Woodland Café

Woodland Café
Woodland Café.jpg
Directed byWilfred Jackson
Produced byWalt Disney
Music byLeigh Harline
Color processTechnicolor
Production
company
Distributed byUnited Artists
Release date
March 13, 1937 1948 (re-issued)
CountryUnited States
LanguageEnglish

Woodland Café is a Silly Symphonies animated Disney short film. It was filmed in Technicolor and released by United Artists in 1937 and was re-issued by RKO Radio Pictures in 1948. While it contained no on-screen credits, Wilfred Jackson was the director and Leigh Harline was the musical director.[1]

Plot

The setting is a nightclub staffed and frequented entirely by bugs. The cartoon is broken into three sections.

In the first, the patrons are shown arriving, putting their hats, gloves, and canes to the check-in counter, before getting to their tables and being served; the lighting is provided by fireflies; a jazz band is playing a number - with a brief instrumental battle with a tuba player and a trumpeter, a cellist shooing the leaf-eating bugs from chewing on his big cello, a trombonist having an itchy backside as he improvises a way to continue playing, and a drummer playing his full set, two groups of dancers with the male species almost ready to tussle with each other, a group of trombonists and trumpeters alternately their part of the music before the whole band followed up; and a centipede waiter served out some cherry wine to the patrons from a singular whole cherry.

The second features a performance of a French Apache dance as a good-girl fly resists the advances of a bad-boy spider until he gets caught in his own web and tangled himself up. The fly is now plays the bad girl at the end of the dance.

Finally, everyone jams the dance floor, including the old bee and his red ant partner as they were smoking the floor, even the snails dancing the section a little slower, as the orchestra plays (and sings) "Everybody's Truckin'" in the style of Cab Calloway on their instruments made of flowers.

Notes

The bugs that were eating the cricket's cello resembled that of Mickey Mouse and Minnie Mouse.

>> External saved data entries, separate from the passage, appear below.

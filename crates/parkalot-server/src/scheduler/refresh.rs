//! The refresh cycle: locate, infer, count and persist for every lot.

use std::fmt;
use std::sync::Arc;
use std::time::{Duration, Instant};

use chrono::{DateTime, Utc};
use parkalot_core::{AppConfig, LocationRecord};
use parkalot_db::LocationStore;
use parkalot_inference::{AvailabilityCounter, ImageLocator, InferenceAdapter, InferenceError};
use serde::Serialize;

use super::guard::CycleGuard;
use crate::bounded::bounded;

/// Per-lot stage a skip happened in.
#[derive(Debug, Clone, Copy, PartialEq, Eq, Serialize)]
#[serde(rename_all = "lowercase")]
pub enum Step {
    Locating,
    Inferring,
    Persisting,
}

impl fmt::Display for Step {
    fn fmt(&self, f: &mut fmt::Formatter<'_>) -> fmt::Result {
        match self {
            Step::Locating => write!(f, "locating"),
            Step::Inferring => write!(f, "inferring"),
            Step::Persisting => write!(f, "persisting"),
        }
    }
}

#[derive(Debug, Clone, PartialEq, Eq, Serialize)]
pub struct LotUpdate {
    pub lot_id: String,
    pub previous: u32,
    pub available: u32,
    pub last_updated: Option<DateTime<Utc>>,
}

#[derive(Debug, Clone, PartialEq, Eq, Serialize)]
pub struct SkippedLot {
    pub lot_id: String,
    pub step: Step,
    pub reason: String,
}

/// Outcome of one refresh cycle.
#[derive(Debug, Default, Serialize)]
pub struct CycleReport {
    pub updated: Vec<LotUpdate>,
    pub skipped: Vec<SkippedLot>,
    /// Set when the lot list itself could not be read; nothing else ran.
    pub fetch_error: Option<String>,
}

pub struct RefreshPipeline {
    store: Arc<dyn LocationStore>,
    locator: ImageLocator,
    adapter: Arc<dyn InferenceAdapter>,
    counter: AvailabilityCounter,
    inference_timeout: Duration,
    store_timeout: Duration,
    guard: CycleGuard,
}

impl RefreshPipeline {
    pub fn new(
        store: Arc<dyn LocationStore>,
        locator: ImageLocator,
        adapter: Arc<dyn InferenceAdapter>,
        counter: AvailabilityCounter,
    ) -> Self {
        Self {
            store,
            locator,
            adapter,
            counter,
            inference_timeout: Duration::from_secs(30),
            store_timeout: Duration::from_secs(10),
            guard: CycleGuard::new("refresh"),
        }
    }

    pub fn from_config(
        store: Arc<dyn LocationStore>,
        adapter: Arc<dyn InferenceAdapter>,
        config: &AppConfig,
    ) -> Self {
        Self::new(
            store,
            ImageLocator::from_config(config),
            adapter,
            AvailabilityCounter::from_config(config),
        )
        .with_timeouts(
            Duration::from_secs(config.inference_timeout_secs),
            Duration::from_secs(config.store_timeout_secs),
        )
    }

    #[must_use]
    pub fn with_timeouts(mut self, inference: Duration, store: Duration) -> Self {
        self.inference_timeout = inference;
        self.store_timeout = store;
        self
    }

    pub fn locator(&self) -> &ImageLocator {
        &self.locator
    }

    /// Run a cycle unless one is already in flight.
    pub async fn run_guarded(&self) -> Option<CycleReport> {
        let _running = self.guard.try_enter()?;
        Some(self.run_cycle().await)
    }

    /// Process every lot in `find_all` order, one at a time.
    pub async fn run_cycle(&self) -> CycleReport {
        let started = Instant::now();

        let lots = match bounded(self.store_timeout, self.store.find_all()).await {
            Ok(lots) => lots,
            Err(e) => {
                tracing::error!(error = %e, "scheduler: failed to load parking lots");
                return CycleReport {
                    fetch_error: Some(e.to_string()),
                    ..CycleReport::default()
                };
            }
        };

        tracing::info!(count = lots.len(), "scheduler: refreshing parking lots");

        let mut report = CycleReport::default();
        for lot in &lots {
            match self.refresh_lot(lot).await {
                Ok(update) => report.updated.push(update),
                Err(skip) => {
                    tracing::warn!(
                        lot_id = %skip.lot_id,
                        step = %skip.step,
                        reason = %skip.reason,
                        "scheduler: skipping lot"
                    );
                    report.skipped.push(skip);
                }
            }
        }

        tracing::info!(
            updated = report.updated.len(),
            skipped = report.skipped.len(),
            elapsed_ms = u64::try_from(started.elapsed().as_millis()).unwrap_or(u64::MAX),
            "scheduler: refresh cycle complete"
        );
        report
    }

    async fn refresh_lot(&self, lot: &LocationRecord) -> Result<LotUpdate, SkippedLot> {
        let skip = |step: Step, reason: String| SkippedLot {
            lot_id: lot.id.clone(),
            step,
            reason,
        };

        let image = self
            .locator
            .locate(&lot.id)
            .await
            .map_err(|e| skip(Step::Locating, e.to_string()))?;

        let detections = tokio::time::timeout(self.inference_timeout, self.adapter.infer(&image))
            .await
            .unwrap_or_else(|_| Err(InferenceError::Timeout(self.inference_timeout.as_secs())))
            .map_err(|e| skip(Step::Inferring, e.to_string()))?;

        let available = self.counter.count(&detections);
        tracing::debug!(
            lot_id = %lot.id,
            image = %image.name(),
            detections = detections.len(),
            available,
            threshold = self.counter.threshold(),
            "scheduler: computed availability"
        );
        if available > lot.total_spaces {
            tracing::warn!(
                lot_id = %lot.id,
                available,
                total_spaces = lot.total_spaces,
                "scheduler: detected more free spaces than lot capacity"
            );
        }

        let updated = bounded(
            self.store_timeout,
            self.store.update_availability(&lot.id, available, Utc::now()),
        )
        .await
        .map_err(|e| skip(Step::Persisting, e.to_string()))?;

        tracing::info!(
            lot_id = %lot.id,
            previous = lot.available,
            available = updated.available,
            change = i64::from(updated.available) - i64::from(lot.available),
            "scheduler: lot updated"
        );

        Ok(LotUpdate {
            lot_id: updated.id,
            previous: lot.available,
            available: updated.available,
            last_updated: updated.last_updated,
        })
    }
}

#[cfg(test)]
mod tests {
    use std::collections::{HashMap, HashSet};

    use async_trait::async_trait;
    use parkalot_core::Detection;
    use parkalot_db::{DbError, MemoryStore};
    use parkalot_inference::{ImageMode, ImageRef, StubAdapter};

    use super::*;

    /// Returns canned detections keyed by image file name; unknown names fail.
    struct ScriptedAdapter {
        by_file: HashMap<String, Vec<Detection>>,
        delay: Option<Duration>,
    }

    impl ScriptedAdapter {
        fn new(entries: &[(&str, Vec<Detection>)]) -> Self {
            Self {
                by_file: entries
                    .iter()
                    .map(|(name, d)| ((*name).to_string(), d.clone()))
                    .collect(),
                delay: None,
            }
        }
    }

    #[async_trait]
    impl InferenceAdapter for ScriptedAdapter {
        async fn infer(&self, image: &ImageRef) -> Result<Vec<Detection>, InferenceError> {
            if let Some(delay) = self.delay {
                tokio::time::sleep(delay).await;
            }
            let ImageRef::Path(path) = image else {
                panic!("expected a path");
            };
            let name = path.file_name().unwrap().to_string_lossy().into_owned();
            self.by_file
                .get(&name)
                .cloned()
                .ok_or(InferenceError::UnexpectedStatus {
                    status: 502,
                    url: format!("http://detect.test/{name}"),
                })
        }
    }

    /// Delegates to a [`MemoryStore`] but refuses writes for chosen lots.
    struct FlakyWrites {
        inner: MemoryStore,
        refuse: HashSet<String>,
    }

    #[async_trait]
    impl LocationStore for FlakyWrites {
        async fn find_all(&self) -> Result<Vec<LocationRecord>, DbError> {
            self.inner.find_all().await
        }

        async fn find_by_ids(
            &self,
            ids: &[String],
        ) -> Result<HashMap<String, LocationRecord>, DbError> {
            self.inner.find_by_ids(ids).await
        }

        async fn update_availability(
            &self,
            id: &str,
            available: u32,
            at: DateTime<Utc>,
        ) -> Result<LocationRecord, DbError> {
            if self.refuse.contains(id) {
                return Err(DbError::Unavailable("connection reset".into()));
            }
            self.inner.update_availability(id, available, at).await
        }

        async fn touch_all(&self, at: DateTime<Utc>) -> Result<u64, DbError> {
            self.inner.touch_all(at).await
        }

        async fn health_check(&self) -> Result<(), DbError> {
            self.inner.health_check().await
        }
    }

    fn lot(id: &str, total: u32, available: u32) -> LocationRecord {
        let mut lot = LocationRecord::new(id, None, format!("{id} Garage"), total);
        lot.available = available;
        lot
    }

    fn mixed() -> Vec<Detection> {
        vec![
            Detection::new("empty", 0.9),
            Detection::new("occupied", 0.95),
            Detection::new("empty", 0.4),
        ]
    }

    fn production() -> ImageLocator {
        ImageLocator::new(ImageMode::Production, "/srv/images")
    }

    fn pipeline(
        store: Arc<dyn LocationStore>,
        locator: ImageLocator,
        adapter: impl InferenceAdapter + 'static,
    ) -> RefreshPipeline {
        RefreshPipeline::new(store, locator, Arc::new(adapter), AvailabilityCounter::default())
    }

    #[tokio::test]
    async fn updates_lots_with_computed_count() {
        let store = Arc::new(MemoryStore::new([lot("1", 10, 6), lot("2", 10, 0)]));
        let adapter = ScriptedAdapter::new(&[("lot-1.jpg", mixed()), ("lot-2.jpg", mixed())]);
        let pipeline = pipeline(store.clone(), production(), adapter);

        let report = pipeline.run_cycle().await;
        assert!(report.skipped.is_empty());
        assert_eq!(report.updated.len(), 2);
        assert_eq!(report.updated[0].previous, 6);
        assert_eq!(report.updated[0].available, 1);

        let first = store.get("1").await.unwrap();
        assert_eq!(first.available, 1);
        assert!(first.last_updated.is_some());

        pipeline.run_cycle().await;
        let second = store.get("1").await.unwrap();
        assert!(second.last_updated > first.last_updated);
        assert_eq!(second.available, 1);
    }

    #[tokio::test]
    async fn inference_failure_skips_only_that_lot() {
        let store = Arc::new(MemoryStore::new([
            lot("1", 10, 0),
            lot("2", 10, 7),
            lot("3", 10, 0),
        ]));
        let adapter = ScriptedAdapter::new(&[("lot-1.jpg", mixed()), ("lot-3.jpg", mixed())]);

        let report = pipeline(store.clone(), production(), adapter).run_cycle().await;

        let updated: Vec<&str> = report.updated.iter().map(|u| u.lot_id.as_str()).collect();
        assert_eq!(updated, vec!["1", "3"]);
        assert_eq!(report.skipped.len(), 1);
        assert_eq!(report.skipped[0].lot_id, "2");
        assert_eq!(report.skipped[0].step, Step::Inferring);

        let untouched = store.get("2").await.unwrap();
        assert_eq!(untouched.available, 7);
        assert!(untouched.last_updated.is_none());
    }

    #[tokio::test]
    async fn missing_fixture_image_skips_at_locating() {
        let dir = tempfile::tempdir().expect("tempdir");
        std::fs::write(dir.path().join("lot-1.jpeg"), b"frame").expect("write fixture");
        let store = Arc::new(MemoryStore::new([lot("1", 20, 0), lot("2", 20, 0)]));
        let locator = ImageLocator::new(ImageMode::Fixture, dir.path());

        let report = pipeline(store.clone(), locator, StubAdapter::default())
            .run_cycle()
            .await;

        assert_eq!(report.updated.len(), 1);
        assert_eq!(report.updated[0].lot_id, "1");
        assert_eq!(report.skipped[0].step, Step::Locating);
        assert!(report.skipped[0].reason.contains("no image found for lot 2"));
    }

    #[tokio::test]
    async fn persist_failure_skips_and_continues() {
        let store = Arc::new(FlakyWrites {
            inner: MemoryStore::new([lot("1", 10, 4), lot("2", 10, 0)]),
            refuse: HashSet::from(["1".to_string()]),
        });
        let adapter = ScriptedAdapter::new(&[("lot-1.jpg", mixed()), ("lot-2.jpg", mixed())]);

        let report = pipeline(store.clone(), production(), adapter).run_cycle().await;

        assert_eq!(report.skipped[0].lot_id, "1");
        assert_eq!(report.skipped[0].step, Step::Persisting);
        assert_eq!(report.updated[0].lot_id, "2");
        assert_eq!(store.inner.get("1").await.unwrap().available, 4);
    }

    #[tokio::test]
    async fn unreadable_lot_list_ends_cycle_cleanly() {
        let store = Arc::new(MemoryStore::new([lot("1", 10, 0)]));
        store.connector().fail_next_connects(2);

        let report = pipeline(store, production(), ScriptedAdapter::new(&[]))
            .run_cycle()
            .await;

        assert!(report.fetch_error.is_some());
        assert!(report.updated.is_empty() && report.skipped.is_empty());
    }

    #[tokio::test]
    async fn slow_inference_times_out() {
        let store = Arc::new(MemoryStore::new([lot("1", 10, 0)]));
        let mut adapter = ScriptedAdapter::new(&[("lot-1.jpg", mixed())]);
        adapter.delay = Some(Duration::from_secs(5));

        let report = pipeline(store, production(), adapter)
            .with_timeouts(Duration::from_millis(20), Duration::from_secs(1))
            .run_cycle()
            .await;

        assert_eq!(report.skipped[0].step, Step::Inferring);
        assert!(report.skipped[0].reason.contains("timed out"));
    }

    #[tokio::test]
    async fn count_above_capacity_is_persisted() {
        let store = Arc::new(MemoryStore::new([lot("1", 1, 0)]));
        let adapter = ScriptedAdapter::new(&[(
            "lot-1.jpg",
            vec![Detection::new("empty", 0.9), Detection::new("free", 0.8)],
        )]);

        pipeline(store.clone(), production(), adapter).run_cycle().await;
        assert_eq!(store.get("1").await.unwrap().available, 2);
    }

    #[tokio::test]
    async fn overlapping_tick_is_skipped() {
        let store = Arc::new(MemoryStore::new([lot("1", 10, 0)]));
        let pipeline = pipeline(
            store,
            production(),
            ScriptedAdapter::new(&[("lot-1.jpg", mixed())]),
        );

        let held = pipeline.guard.try_enter();
        assert!(pipeline.run_guarded().await.is_none());
        drop(held);
        assert!(pipeline.run_guarded().await.is_some());
    }
}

In the edited version, the ending part of the "Apache Dance" and part of "Everybody's Truckin'" was cut out due to racial stereotypes.

Home video

The short was released on the 2001 Walt Disney Treasures DVD box set Silly Symphonies.[1]

References

  1. ^ a b Merritt, Russell; Kaufman, J. B. (2016). Walt Disney's Silly Symphonies: A Companion to the Classic Cartoon Series (2nd ed.). Glendale, CA: Disney Editions. pp. 188–189. ISBN 978-1-4847-5132-9.